//! Integration tests for probes and fetchers against local HTTP servers

use graphmorph_common::{HttpConfig, Verdict};
use graphmorph_discovery::openapi::{fetch_failure_line, scan_failure_line};
use graphmorph_discovery::{
    ApiExplorer, DiscoveryError, GraphqlProbe, HttpExplorer, SpecMarker, PROBE_QUERY,
};
use pretty_assertions::assert_eq;
use serde_json::{json, Value};
use std::io::Read;
use std::sync::{Arc, Mutex};
use std::time::Duration;

/// One observed request: method, path, body, Authorization header
type Seen = (String, String, String, Option<String>);

/// Start a server answering every request with `handler(method, path, body)`
fn serve<F>(handler: F) -> (String, Arc<Mutex<Vec<Seen>>>)
where
    F: Fn(&str, &str, &str) -> (u16, String) + Send + 'static,
{
    let server = tiny_http::Server::http("127.0.0.1:0").unwrap();
    let port = server.server_addr().to_ip().unwrap().port();
    let seen = Arc::new(Mutex::new(Vec::new()));
    let log = Arc::clone(&seen);

    std::thread::spawn(move || {
        for mut request in server.incoming_requests() {
            let mut body = String::new();
            request.as_reader().read_to_string(&mut body).unwrap();
            let method = request.method().to_string();
            let path = request.url().to_string();
            let auth = request
                .headers()
                .iter()
                .find(|h| h.field.equiv("Authorization"))
                .map(|h| h.value.as_str().to_string());

            let (status, reply) = handler(&method, &path, &body);
            log.lock().unwrap().push((method, path, body, auth));

            let response = tiny_http::Response::from_string(reply).with_status_code(status);
            let _ = request.respond(response);
        }
    });

    (format!("http://127.0.0.1:{}", port), seen)
}

fn explorer() -> HttpExplorer {
    HttpExplorer::new(&HttpConfig {
        request_timeout_secs: 5,
        ..HttpConfig::default()
    })
    .unwrap()
}

fn introspection_with_types(count: usize) -> Value {
    let types: Vec<Value> = (0..count)
        .map(|i| json!({"kind": "OBJECT", "name": format!("Type{}", i), "fields": []}))
        .collect();
    json!({"data": {"__schema": {"queryType": {"name": "Type0"}, "types": types}}})
}

#[test]
fn test_probe_confirms_graphql_endpoint() {
    let (base, seen) = serve(|method, _, _| {
        if method == "POST" {
            (200, introspection_with_types(15).to_string())
        } else {
            (405, String::new())
        }
    });

    let probe = explorer().probe_graphql(&format!("{}/graphql", base));

    assert!(matches!(probe, GraphqlProbe::Confirmed { type_count: 15 }));
    assert_eq!(probe.verdict(), Verdict::Yes);
    assert!(probe.summary().contains("Found 15 types"));

    let seen = seen.lock().unwrap();
    assert_eq!(seen.len(), 1);
    assert_eq!(seen[0].1, "/graphql");
    let sent: Value = serde_json::from_str(&seen[0].2).unwrap();
    assert_eq!(sent, json!({ "query": PROBE_QUERY }));
}

#[test]
fn test_probe_reports_rejection_and_errors() {
    let (base, _) = serve(|_, path, _| match path {
        "/locked" => (
            200,
            r#"{"errors":[{"message":"GraphQL introspection is not allowed"}]}"#.to_string(),
        ),
        _ => (404, "not found".to_string()),
    });
    let explorer = explorer();

    let probe = explorer.probe_graphql(&format!("{}/locked", base));
    assert_eq!(
        probe.summary(),
        "MAYBE - Endpoint responded but with errors: GraphQL introspection is not allowed"
    );

    let probe = explorer.probe_graphql(&format!("{}/rest", base));
    assert_eq!(
        probe.summary(),
        "NO - Endpoint returned status 404. Not a GraphQL endpoint."
    );
}

#[test]
fn test_unreachable_endpoint_is_error_not_negative() {
    // Bind then drop to get a port nobody listens on
    let port = {
        let server = tiny_http::Server::http("127.0.0.1:0").unwrap();
        server.server_addr().to_ip().unwrap().port()
    };
    let base = format!("http://127.0.0.1:{}", port);
    let explorer = explorer();

    let probe = explorer.probe_graphql(&base);
    assert!(matches!(
        probe,
        GraphqlProbe::Failed(DiscoveryError::Transport(_))
    ));
    assert!(probe
        .summary()
        .starts_with("ERROR - Could not connect to endpoint: "));

    let err = explorer.probe_openapi(&base).unwrap_err();
    assert!(scan_failure_line(&err).starts_with("ERROR - Failed to check for OpenAPI: "));
}

#[test]
fn test_probe_timeout() {
    let (base, _) = serve(|_, _, _| {
        std::thread::sleep(Duration::from_millis(2500));
        (200, introspection_with_types(1).to_string())
    });
    let explorer = HttpExplorer::new(&HttpConfig {
        request_timeout_secs: 1,
        ..HttpConfig::default()
    })
    .unwrap();

    let probe = explorer.probe_graphql(&base);
    assert_eq!(probe.summary(), "ERROR - Request timed out after 1 seconds.");
}

fn spec_only_at_v3(path: &str) -> (u16, String) {
    match path {
        "/v3/api-docs" => (
            200,
            json!({
                "openapi": "3.0.1",
                "info": {"title": "Orders", "version": "1.4.0"},
                "paths": {"/orders": {"get": {}, "post": {}}},
                "components": {"schemas": {"Order": {"type": "object", "properties": {"id": {"type": "integer"}}}}}
            })
            .to_string(),
        ),
        // Landing page served for every unknown route
        "/api-docs" => (200, "<html><body>API docs</body></html>".to_string()),
        "/openapi.json" => (200, r#"{"status":"ok"}"#.to_string()),
        _ => (404, String::new()),
    }
}

#[test]
fn test_openapi_scan_finds_single_location() {
    let (base, seen) = serve(|_, path, _| spec_only_at_v3(path));

    let probe = explorer().probe_openapi(&format!("{}/", base)).unwrap();

    assert_eq!(probe.hits.len(), 1);
    assert_eq!(probe.hits[0].url, format!("{}/v3/api-docs", base));
    assert_eq!(
        probe.hits[0].marker,
        SpecMarker::Version("3.0.1".to_string())
    );
    assert_eq!(
        probe.summary(),
        format!(
            "YES - Found OpenAPI spec at:\n  • {}/v3/api-docs (version: 3.0.1)",
            base
        )
    );
    assert_eq!(seen.lock().unwrap().len(), 10);
}

#[test]
fn test_openapi_scan_ignores_json_catch_all() {
    let (base, _) = serve(|_, path, _| match path {
        "/v3/api-docs" => spec_only_at_v3(path),
        _ => (200, r#"{"status":"ok"}"#.to_string()),
    });

    for parallel_scan in [true, false] {
        let explorer = HttpExplorer::new(&HttpConfig {
            request_timeout_secs: 5,
            parallel_scan,
            ..HttpConfig::default()
        })
        .unwrap();

        let probe = explorer.probe_openapi(&base).unwrap();
        let urls: Vec<&str> = probe.hits.iter().map(|h| h.url.as_str()).collect();
        assert_eq!(urls, [format!("{}/v3/api-docs", base)]);
    }
}

#[test]
fn test_openapi_scan_merges_in_path_order() {
    let handler = |_: &str, path: &str, _: &str| match path {
        "/swagger.json" => (200, r#"{"swagger":"2.0","paths":{}}"#.to_string()),
        "/openapi.yaml" => (200, "openapi: 3.0.0\n".to_string()),
        "/api/openapi.json" => (200, r#"{"openapi":"3.1.0"}"#.to_string()),
        _ => (404, String::new()),
    };
    let (base, _) = serve(handler);

    for parallel_scan in [true, false] {
        let explorer = HttpExplorer::new(&HttpConfig {
            request_timeout_secs: 5,
            parallel_scan,
            ..HttpConfig::default()
        })
        .unwrap();

        let probe = explorer.probe_openapi(&base).unwrap();
        let urls: Vec<String> = probe.hits.iter().map(|h| h.url.clone()).collect();
        assert_eq!(
            urls,
            [
                format!("{}/openapi.yaml", base),
                format!("{}/swagger.json", base),
                format!("{}/api/openapi.json", base),
            ]
        );
        assert_eq!(probe.hits[0].marker, SpecMarker::Yaml);
    }
}

#[test]
fn test_openapi_scan_without_hits() {
    let (base, _) = serve(|_, _, _| (404, String::new()));
    let probe = explorer().probe_openapi(&base).unwrap();
    assert!(probe.hits.is_empty());
    assert_eq!(probe.verdict(), Verdict::No);
}

#[test]
fn test_fetch_graphql_schema() {
    let (base, seen) = serve(|_, _, _| (200, introspection_with_types(3).to_string()));

    let fetched = explorer().fetch_graphql_schema(&base).unwrap();

    assert_eq!(fetched.raw, introspection_with_types(3));
    assert!(fetched
        .digest
        .starts_with("SUCCESS - Fetched GraphQL schema with 3 types."));
    assert!(fetched.digest.contains("OBJECT (3):"));

    let sent: Value = serde_json::from_str(&seen.lock().unwrap()[0].2).unwrap();
    let query = sent["query"].as_str().unwrap();
    assert!(query.contains("inputFields"));
    assert!(query.contains("enumValues"));
    assert!(query.contains("ofType"));
}

#[test]
fn test_fetch_openapi_spec() {
    let (base, _) = serve(|_, path, _| spec_only_at_v3(path));
    let explorer = explorer();

    let fetched = explorer
        .fetch_openapi_spec(&format!("{}/v3/api-docs", base))
        .unwrap();
    assert_eq!(
        fetched.digest.lines().next().unwrap(),
        "SUCCESS - Fetched OpenAPI spec for 'Orders' (API v1.4.0, OpenAPI 3.0.1)"
    );
    assert!(fetched.digest.contains("  • GET, POST /orders"));
    assert!(fetched.digest.contains("  • Order (object, 1 properties)"));

    let err = explorer
        .fetch_openapi_spec(&format!("{}/missing", base))
        .unwrap_err();
    assert_eq!(fetch_failure_line(&err), "ERROR - Server returned status 404");

    let err = explorer
        .fetch_openapi_spec(&format!("{}/api-docs", base))
        .unwrap_err();
    assert!(matches!(err, DiscoveryError::MalformedJson(_)));
}

#[test]
fn test_repeated_calls_are_stable() {
    let (base, _) = serve(|method, path, _| {
        if method == "POST" {
            (200, introspection_with_types(15).to_string())
        } else {
            spec_only_at_v3(path)
        }
    });
    let explorer = explorer();

    let first = explorer.probe_graphql(&base).summary();
    let second = explorer.probe_graphql(&base).summary();
    assert_eq!(first, second);

    assert_eq!(
        explorer.probe_openapi(&base).unwrap(),
        explorer.probe_openapi(&base).unwrap()
    );
    assert_eq!(
        explorer.fetch_graphql_schema(&base).unwrap(),
        explorer.fetch_graphql_schema(&base).unwrap()
    );
}

#[test]
fn test_bearer_token_is_sent() {
    let (base, seen) = serve(|_, _, _| (200, introspection_with_types(1).to_string()));
    let explorer = HttpExplorer::new(&HttpConfig {
        request_timeout_secs: 5,
        bearer_token: Some("s3cret".to_string()),
        ..HttpConfig::default()
    })
    .unwrap();

    explorer.probe_graphql(&base);
    assert_eq!(
        seen.lock().unwrap()[0].3.as_deref(),
        Some("Bearer s3cret")
    );
}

________________________

Directions:
Go through the records above and copy every line holding the word "Mutex".

Your response:
use std::sync::{Arc, Mutex};
fn serve<F>(handler: F) -> (String, Arc<Mutex<Vec<Seen>>>)
    let seen = Arc::new(Mutex::new(Vec::new()));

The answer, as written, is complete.